• **Goal of the exercise**:
Filter these entries down to lines holding "PartialEq".
#### Extracted information
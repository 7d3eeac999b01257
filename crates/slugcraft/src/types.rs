use std::fmt;
use std::str::FromStr;

use crate::error::Error;

/// Which output alphabet a transform targets.
#[derive(Debug, Clone, Copy, Default, PartialEq, Eq, Hash)]
#[cfg_attr(feature = "serde", derive(serde::Serialize, serde::Deserialize))]
#[cfg_attr(feature = "serde", serde(rename_all = "lowercase"))]
pub enum Variant {
    /// URL slug: letters, digits, `-`, `_`, `~` and `.`.
    #[default]
    Slug,
    /// Identifier: letters, digits, `-` and `_` only.
    Id,
}

impl Variant {
    /// Characters copied to the output unchanged.
    pub const fn allowed_extra(self) -> &'static [char] {
        match self {
            Self::Slug => &['-', '_', '~', '.'],
            Self::Id => &['-', '_'],
        }
    }

    /// Characters replaced by `-` on top of white space and dash punctuation.
    pub const fn to_dash(self) -> &'static [char] {
        match self {
            Self::Slug => &['/', '\\', '\u{2014}', '\u{2013}'],
            Self::Id => &['/', '\\', '\u{2014}', '\u{2013}', '.', '~'],
        }
    }

    pub const fn as_str(self) -> &'static str {
        match self {
            Self::Slug => "slug",
            Self::Id => "id",
        }
    }
}

impl fmt::Display for Variant {
    fn fmt(&self, f: &mut fmt::Formatter<'_>) -> fmt::Result {
        f.write_str(self.as_str())
    }
}

impl FromStr for Variant {
    type Err = Error;

    fn from_str(s: &str) -> Result<Self, Self::Err> {
        match s.trim().to_ascii_lowercase().as_str() {
            "slug" => Ok(Self::Slug),
            "id" | "identifier" => Ok(Self::Id),
            _ => Err(Error::UnknownVariant(s.to_owned())),
        }
    }
}

/// What the transform engine does with one decomposed character.
#[derive(Debug, Clone, Copy, PartialEq, Eq, Hash)]
#[cfg_attr(feature = "serde", derive(serde::Serialize, serde::Deserialize))]
#[cfg_attr(feature = "serde", serde(rename_all = "lowercase"))]
pub enum Action {
    /// Emit the lowercase form.
    Lowercase,
    /// Emit the character as is.
    Keep,
    /// Emit `-`.
    Dash,
    /// Emit nothing.
    Drop,
}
########
• **Task solution**:
#[derive(Debug, Clone, Copy, Default, PartialEq, Eq, Hash)]
#[derive(Debug, Clone, Copy, PartialEq, Eq, Hash)]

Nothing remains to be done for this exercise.